Records provided =>
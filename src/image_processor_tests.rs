#[cfg(test)]
mod tests {
    use super::super::*;
    use rgb::{RGB8, RGBA8};
    use std::fs::File;
    use std::io::BufWriter;

    fn write_indexed_png(path: &Path, width: u32, height: u32, depth: png::BitDepth, data: &[u8]) {
        let file = File::create(path).unwrap();
        let mut encoder = png::Encoder::new(BufWriter::new(file), width, height);
        encoder.set_color(png::ColorType::Indexed);
        encoder.set_depth(depth);
        encoder.set_palette(vec![255, 0, 0, 0, 255, 0, 0, 0, 255, 10, 20, 30]);
        encoder.set_trns(vec![255, 255, 0, 255]);
        let mut writer = encoder.write_header().unwrap();
        writer.write_image_data(data).unwrap();
    }

    #[test]
    fn test_flatten_alpha_opaque_unchanged() {
        let c = flatten_alpha(RGBA8::new(12, 200, 99, 255));
        assert_eq!(c, RGB8::new(12, 200, 99));
    }

    #[test]
    fn test_flatten_alpha_transparent_becomes_backdrop() {
        let c = flatten_alpha(RGBA8::new(250, 250, 250, 0));
        assert_eq!(c, BACKDROP);
    }

    #[test]
    fn test_flatten_alpha_half_transparent() {
        let c = flatten_alpha(RGBA8::new(255, 100, 0, 128));
        // 255 * 128 / 255 = 128, 100 * 128 / 255 = 50.2
        assert_eq!(c, RGB8::new(128, 50, 0));
    }

    #[test]
    fn test_resolve_palette_out_of_range() {
        let palette = vec![RGBA8::new(1, 2, 3, 255)];
        let result = resolve_palette(&palette, &[0, 1]);
        assert!(matches!(result, Err(AnalysisError::DecodeError(_))));
    }

    #[test]
    fn test_canonicalize_indexed_keeps_pixel_count() {
        let image = NativeImage {
            width: 3,
            height: 2,
            encoding: PixelEncoding::Indexed {
                palette: vec![RGBA8::new(255, 0, 0, 255), RGBA8::new(0, 0, 255, 0)],
                indices: vec![0, 1, 0, 1, 1, 0],
            },
        };

        let canonical = canonicalize(image).expect("indexed images are supported");
        assert_eq!(canonical.pixels.len(), 6);
        assert_eq!(canonical.pixels[0], RGB8::new(255, 0, 0));
        assert_eq!(canonical.pixels[1], BACKDROP);
    }

    #[test]
    fn test_canonicalize_rgb_passthrough() {
        let pixels = vec![RGB8::new(1, 2, 3), RGB8::new(4, 5, 6)];
        let image = NativeImage {
            width: 2,
            height: 1,
            encoding: PixelEncoding::Rgb(pixels.clone()),
        };
        let canonical = canonicalize(image).unwrap();
        assert_eq!(canonical.pixels, pixels);
        assert_eq!(canonical.width, 2);
        assert_eq!(canonical.height, 1);
    }

    #[test]
    fn test_canonicalize_rgba_drops_alpha() {
        let image = NativeImage {
            width: 1,
            height: 2,
            encoding: PixelEncoding::Rgba(vec![
                RGBA8::new(9, 8, 7, 255),
                RGBA8::new(9, 8, 7, 0),
            ]),
        };
        let canonical = canonicalize(image).unwrap();
        assert_eq!(canonical.pixels, vec![RGB8::new(9, 8, 7), RGB8::new(0, 0, 0)]);
    }

    #[test]
    fn test_canonicalize_rejects_size_mismatch() {
        let image = NativeImage {
            width: 2,
            height: 2,
            encoding: PixelEncoding::Rgb(vec![RGB8::new(0, 0, 0); 3]),
        };
        assert!(matches!(
            canonicalize(image),
            Err(AnalysisError::DecodeError(_))
        ));
    }

    #[test]
    fn test_from_dynamic_rejects_grayscale() {
        let gray = image::GrayImage::from_pixel(4, 4, image::Luma([42]));
        let result = from_dynamic(DynamicImage::ImageLuma8(gray));
        assert!(matches!(result, Err(AnalysisError::UnsupportedFormat(_))));
    }

    #[test]
    fn test_from_dynamic_narrows_sixteen_bit_rgb() {
        let rgb16: image::ImageBuffer<image::Rgb<u16>, Vec<u16>> =
            image::ImageBuffer::from_pixel(4, 4, image::Rgb([65535, 0, 32896]));
        let native = from_dynamic(DynamicImage::ImageRgb16(rgb16)).unwrap();
        assert_eq!(
            native.encoding,
            PixelEncoding::Rgb(vec![RGB8::new(255, 0, 128); 16])
        );
    }

    #[test]
    fn test_from_dynamic_narrows_sixteen_bit_rgba() {
        let rgba16: image::ImageBuffer<image::Rgba<u16>, Vec<u16>> =
            image::ImageBuffer::from_pixel(2, 3, image::Rgba([65535, 65535, 0, 0]));
        let native = from_dynamic(DynamicImage::ImageRgba16(rgba16)).unwrap();
        assert_eq!(native.pixel_count(), 6);
        assert_eq!(
            native.encoding,
            PixelEncoding::Rgba(vec![RGBA8::new(255, 255, 0, 0); 6])
        );
    }

    #[test]
    fn test_load_sixteen_bit_png() {
        let dir = tempfile::tempdir().unwrap();
        let rgb_path = dir.path().join("rgb16.png");
        let rgba_path = dir.path().join("rgba16.png");
        let rgb16: image::ImageBuffer<image::Rgb<u16>, Vec<u16>> =
            image::ImageBuffer::from_pixel(4, 4, image::Rgb([0, 65535, 0]));
        let rgba16: image::ImageBuffer<image::Rgba<u16>, Vec<u16>> =
            image::ImageBuffer::from_pixel(4, 4, image::Rgba([0, 0, 65535, 65535]));
        rgb16.save(&rgb_path).unwrap();
        rgba16.save(&rgba_path).unwrap();

        let rgb = canonicalize(load_image(&rgb_path).unwrap()).unwrap();
        assert_eq!(rgb.pixels, vec![RGB8::new(0, 255, 0); 16]);
        let rgba = canonicalize(load_image(&rgba_path).unwrap()).unwrap();
        assert_eq!(rgba.pixels, vec![RGB8::new(0, 0, 255); 16]);
    }

    #[test]
    fn test_from_dynamic_rejects_float() {
        let float = image::Rgb32FImage::from_pixel(2, 2, image::Rgb([0.5, 0.5, 0.5]));
        let result = from_dynamic(DynamicImage::ImageRgb32F(float));
        assert!(matches!(result, Err(AnalysisError::UnsupportedFormat(_))));
    }

    #[test]
    fn test_from_dynamic_rgb() {
        let rgb = image::RgbImage::from_pixel(3, 2, image::Rgb([10, 20, 30]));
        let native = from_dynamic(DynamicImage::ImageRgb8(rgb)).unwrap();
        assert_eq!(native.pixel_count(), 6);
        assert_eq!(
            native.encoding,
            PixelEncoding::Rgb(vec![RGB8::new(10, 20, 30); 6])
        );
    }

    #[test]
    fn test_unpack_indices_one_bit() {
        // 10 pixels per row, 2 bytes per row
        let buf = [0b1010_0000, 0b1100_0000, 0b0000_0001, 0b0100_0000];
        let indices = unpack_indices(&buf, 10, 2, 2, 1).unwrap();
        assert_eq!(indices.len(), 20);
        assert_eq!(&indices[..10], &[1, 0, 1, 0, 0, 0, 0, 0, 1, 1]);
        assert_eq!(&indices[10..], &[0, 0, 0, 0, 0, 0, 0, 1, 0, 1]);
    }

    #[test]
    fn test_unpack_indices_four_bit() {
        let buf = [0x12, 0x30];
        let indices = unpack_indices(&buf, 3, 1, 2, 4).unwrap();
        assert_eq!(indices, vec![1, 2, 3]);
    }

    #[test]
    fn test_unpack_indices_truncated() {
        assert!(unpack_indices(&[0x00], 4, 2, 1, 2).is_none());
    }

    #[test]
    fn test_load_image_missing_file() {
        let result = load_image(Path::new("/definitely/not/here.png"));
        assert!(matches!(result, Err(AnalysisError::FileNotFound { .. })));
    }

    #[test]
    fn test_load_image_corrupt_data() {
        let dir = tempfile::tempdir().unwrap();
        let path = dir.path().join("broken.png");
        std::fs::write(&path, b"\x89PNG\r\n\x1a\nnot really a png").unwrap();
        assert!(matches!(
            load_image(&path),
            Err(AnalysisError::DecodeError(_))
        ));
    }

    #[test]
    fn test_load_indexed_png_keeps_palette() {
        let dir = tempfile::tempdir().unwrap();
        let path = dir.path().join("indexed.png");
        write_indexed_png(&path, 2, 2, png::BitDepth::Eight, &[0, 1, 2, 3]);

        let native = load_image(&path).unwrap();
        match &native.encoding {
            PixelEncoding::Indexed { palette, indices } => {
                assert_eq!(palette.len(), 4);
                assert_eq!(palette[2], RGBA8::new(0, 0, 255, 0));
                assert_eq!(indices, &vec![0, 1, 2, 3]);
            }
            other => panic!("expected indexed encoding, got {:?}", other),
        }

        let canonical = canonicalize(native).unwrap();
        assert_eq!(
            canonical.pixels,
            vec![
                RGB8::new(255, 0, 0),
                RGB8::new(0, 255, 0),
                BACKDROP,
                RGB8::new(10, 20, 30),
            ]
        );
    }

    #[test]
    fn test_load_packed_indexed_png() {
        let dir = tempfile::tempdir().unwrap();
        let path = dir.path().join("packed.png");
        // 3x2 at 2 bits per pixel: one byte per row
        write_indexed_png(&path, 3, 2, png::BitDepth::Two, &[0b0001_1000, 0b1101_0000]);

        let canonical = canonicalize(load_image(&path).unwrap()).unwrap();
        assert_eq!(canonical.pixels.len(), 6);
        assert_eq!(canonical.pixels[0], RGB8::new(255, 0, 0));
        assert_eq!(canonical.pixels[1], RGB8::new(0, 255, 0));
        assert_eq!(canonical.pixels[2], BACKDROP);
        assert_eq!(canonical.pixels[3], RGB8::new(10, 20, 30));
        assert_eq!(canonical.pixels[4], RGB8::new(0, 255, 0));
        assert_eq!(canonical.pixels[5], RGB8::new(255, 0, 0));
    }
}
//! Injected collaborators.

use crate::service::DataService;
use crate::types::{CallerContext, Role};
use admin_console_core::environment::{Clock, SystemClock};
use std::sync::Arc;

/// Everything the reducer may hand to an effect
#[derive(Clone)]
pub struct ConsoleEnvironment {
    /// Remote data service
    pub service: Arc<dyn DataService>,
    /// Time source for audit entries, bucketing and block expiry
    pub clock: Arc<dyn Clock>,
}

impl ConsoleEnvironment {
    /// Build an environment from its parts
    pub fn new(service: impl DataService + 'static, clock: impl Clock + 'static) -> Self {
        Self {
            service: Arc::new(service),
            clock: Arc::new(clock),
        }
    }

    /// Environment over `service` using the wall clock
    pub fn with_system_clock(service: impl DataService + 'static) -> Self {
        Self::new(service, SystemClock)
    }
}

impl std::fmt::Debug for ConsoleEnvironment {
    fn fmt(&self, f: &mut std::fmt::Formatter<'_>) -> std::fmt::Result {
        f.debug_struct("ConsoleEnvironment")
            .field("now", &self.clock.now())
            .finish_non_exhaustive()
    }
}

/// Source of the caller's identity and role
pub trait PermissionResolver: Send + Sync {
    /// The operating caller
    fn caller(&self) -> CallerContext;
}

/// Resolver returning a fixed caller
#[derive(Debug, Clone, PartialEq, Eq)]
pub struct StaticPermissions {
    caller: CallerContext,
}

impl StaticPermissions {
    /// Always resolve to `id` with `role`
    pub fn new(id: impl Into<String>, role: Role) -> Self {
        Self {
            caller: CallerContext::new(id, role),
        }
    }
}

impl PermissionResolver for StaticPermissions {
    fn caller(&self) -> CallerContext {
        self.caller.clone()
    }
}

Your assignment => In the data above, start at the line that has "pub struct ConsoleEnvironment", stop after the line that has "from its parts", and print every line in between exactly as it stands.

Task solution =>
pub struct ConsoleEnvironment {
    /// Remote data service
    pub service: Arc<dyn DataService>,
    /// Time source for audit entries, bucketing and block expiry
    pub clock: Arc<dyn Clock>,
}

impl ConsoleEnvironment {
    /// Build an environment from its parts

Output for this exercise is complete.